Spatiotemporal variation characteristics and source identification of water pollution: Insights from urban water system

The ongoing expanding urban area had caused multiple sources of water quality degression issues and restrained the green development in many large cities. Identifing the pollution sources of water contamination during no rainy days and rainfall events in the urban-rural marginal catchment efficiently supports regulating and controlling water pollution. In this study, the spatiotemporal variation characteristics of the water pollution were analyzed and the pollution sources during no rainy days and rainfall events were identified based on an integrated framework of the urban water system. A case study was conducted using two receptor models in an ongoing expanding urban-rural marginal catchment in the Qingshan District, Wuhan City, China. Results revealed that the expansion of the urban area significantly varied the water quality. The positive matrix factorization (PMF) model was more convincing and provided more sources than the principal component analysis-multiple linear regressions (PCA-MLR) model. Receptor models also verified that the dominated sources were changed between urban, urban-rural and rural areas although non-point sources were the main pollution source (56.7 ~ 71.9%). The runoff and land surface dusk, with contributions of 39.1 ~ 41.7%, were the prioritized pollution sources for both the urban-rural and urban areas due to the heavily constructive activities and industrial emissions.
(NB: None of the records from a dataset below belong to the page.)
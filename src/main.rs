use std::{process, sync::Arc};

use herdcache::{
    cache::{CacheBackend, CacheConfig, CacheKey, CacheMachine, CacheRegistry, MemoryBackend},
    config::{self, Command, Settings},
    error::{CacheError, TelemetryError},
    telemetry,
    tweeter::Tweeter,
};
use thiserror::Error;
use tracing::{Dispatch, Level, dispatcher, error, info};
use tracing_subscriber::fmt as tracing_fmt;

#[derive(Debug, Error)]
enum DemoError {
    #[error("failed to load configuration: {0}")]
    Config(#[from] config::LoadError),
    #[error(transparent)]
    Telemetry(#[from] TelemetryError),
    #[error(transparent)]
    Cache(#[from] CacheError),
    #[error("failed to encode report: {0}")]
    Encode(#[from] serde_json::Error),
}

fn main() {
    if let Err(error) = run() {
        report_error(&error);
        process::exit(1);
    }
}

fn report_error(error: &DemoError) {
    if dispatcher::has_been_set() {
        error!(error = %error, "demo failed");
        return;
    }

    let subscriber = tracing_fmt().with_max_level(Level::ERROR).finish();
    let dispatch = Dispatch::new(subscriber);
    dispatcher::with_default(&dispatch, || {
        error!(error = %error, "demo failed");
    });
}

fn run() -> Result<(), DemoError> {
    let (cli_args, settings) = config::load_with_cli()?;
    telemetry::init(&settings.logging)?;

    match cli_args.command.unwrap_or(Command::Scenario) {
        Command::Scenario => run_scenario(&settings),
        Command::Hash { key } => {
            let machine = build_machine(&settings);
            println!("{}", machine.hash(&CacheKey::new(key)));
            Ok(())
        }
    }
}

fn run_scenario(settings: &Settings) -> Result<(), DemoError> {
    let machine = build_machine(settings);
    let app = Tweeter::new(machine, Arc::new(CacheRegistry::new()));

    let report = app.run_scenario()?;
    info!(
        followers_after = report.followers_after,
        mutual_after = report.mutual_after,
        "Scenario complete"
    );
    println!("{}", serde_json::to_string_pretty(&report)?);
    Ok(())
}

fn build_machine(settings: &Settings) -> Arc<CacheMachine> {
    let backend: Arc<dyn CacheBackend> = Arc::new(MemoryBackend::new());
    Arc::new(CacheMachine::new(
        backend,
        CacheConfig::from(&settings.cache),
    ))
}
//! Cache-first single-result lookups.

use tracing::debug;

use super::entity::{CacheEntity, Cached, EntityCache};
use crate::error::CacheError;
use crate::store::{Filter, StoreError};

/// Store queries that consult the [`EntityCache`] first.
///
/// Single-term filters are answered from cache when possible; misses fall
/// back to the store and populate the cache with the entity or with the
/// not-found sentinel.
pub struct CachedLookup<E: CacheEntity> {
    cache: EntityCache<E>,
}

impl<E: CacheEntity> CachedLookup<E> {
    pub fn new(cache: EntityCache<E>) -> Self {
        Self { cache }
    }

    pub fn cache(&self) -> &EntityCache<E> {
        &self.cache
    }

    pub fn get(&self, filter: &Filter) -> Result<E, CacheError> {
        if filter.is_empty() {
            return Err(CacheError::misuse(format!(
                "lookup on `{}` needs at least one filter",
                E::TYPE_NAME
            )));
        }

        let cacheable = filter.len() == 1;
        if cacheable && let Some(entity) = self.cache.get_cache(filter)? {
            return Ok(entity);
        }

        debug!(entity_type = E::TYPE_NAME, filter = %filter, "Falling back to store");
        match self.cache.store().get(filter) {
            Ok(entity) => {
                if cacheable {
                    self.cache
                        .set_cache(filter, Cached::Present(entity.clone()), None)?;
                }
                Ok(entity)
            }
            Err(StoreError::NotFound { entity }) => {
                if cacheable {
                    self.cache.set_cache(filter, Cached::NotFound, None)?;
                }
                Err(CacheError::not_found(entity))
            }
            Err(err) => Err(err.into()),
        }
    }
}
However, the industrial factor and land surface dusk (42.4%) dominated the pollution sources of rural area. During the rainfall events, the runoff factor and the residential factor (39.3 ~ 45.9%) governed the main pollution sources in both urban and urban-rural areas. The study results provide the scientific basis for supporting the treatment of targeted pollution sources and improving water quality in the urban-rural marginal catchment.

Automated summary

Urban expansion has led to diverse sources of water quality degradation and hindered green development in many major cities. This study efficiently identified pollution sources during no rainy days and rainfall events in an urban-rural marginal catchment, using an integrated framework of the urban water system. The findings revealed significant variations in water quality due to urban area expansion. The positive matrix factorization (PMF) model provided more convincing sources compared to the principal component analysis-multiple linear regressions (PCA-MLR) model. The study emphasized the need to regulate and control pollution sources in order to improve water quality in the urban-rural marginal catchment.